Former Sergeant Donald Robinette described how recruiters in northern Ohio falsified high school diplomas and police records to meet the demands for recruits from his commander, Major Klaus Schreiber, who considers himself "the best recruiting officer in the Marine Corps." Said Robinette: "The pressure never stopped. We were doing everything to get the bodies and they still wanted more."

At one point, Schreiber threatened to break a recruiter's arm if he failed to meet his quota. Schreiber told the committee that the threat was not serious. Said he: "We're in the Marine Corps. That's the way we speak. We're not graduates of the College of the Immaculate Conception." With considerable pride, Schreiber reported that he managed to raise his staffs performance from 59% of its quota to 100% after he took charge in 1977. His reward: headquarters increased his quota by 13 percentage points.

To meet such demands, ex-recruiters and Marine lawyers from across the country testified that recruiters have gone to such lengths as enlisting a violence-prone youth out of a juvenile home and even signing up a fictitious candidate. To qualify a youth with a long police record, a recruiter would drop the first letter of the candidate's name so that the police check would turn up no trace of his crimes. Schreiber told recruiters to ask Marine hopefuls leading questions like, "You haven't smoked marijuana, have you?" Answers, of course, were negative. Some recruiters coach candidates in advance to ensure that they pass aptitude tests, or use bright stand-ins for those who seem sure to fail. Robinette said that one ringer in northern Ohio had taken the test for 15 candidates and was so proficient that he could deliver any score needed.

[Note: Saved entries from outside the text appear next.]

//! # Inline Kinds
//!
//! Inline constructs that need a speculative scan, each owning its
//! delimiters and the scan itself.
//!
//! - **`CodeSpan`**: `TICK = b'\`'`, raw zone
//! - **`Link`**: `MIDDLE = b"]("`, `CLOSE = b')'`

pub mod code_span;
pub mod link;

pub use code_span::CodeSpan;
pub use link::Link;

Once enlisted, these unfit Marines constitute a new class of military untouchables. The U.S. Court of Military Appeals has ruled that a fraudulently recruited serviceman cannot be court-martialed. Thus the Marines had to drop a case against an enlisted man who was charged with stealing TNT from his unit at the Marine Corps Air Station in Kaneohe, Hawaii, because his recruiter had forged his high school diploma and concealed his juvenile crime record to qualify him for service.

According to the Pentagon, nearly 11% of the 74,888 people who joined the Marines in the past two years have been discharged for reasons, ranging from medical disabilities to drug abuse, that should have disqualified them at the time of their enlistment. Congress could solve the problem by bringing back the draft, but this would be highly unpopular and is unlikely.

Making matters worse, unsympathetic officials often refuse to turn over lists of high school seniors to recruiters, and parents frequently become incensed and abusive when recruiters phone to talk to prospective enlistees. So the pressure on recruiters to fill this year's Marine Corps quota of 39,300 enlistments will remain intense. Says Schreiber: "My quota for every recruiter was as many as he could possibly enlist." On the double!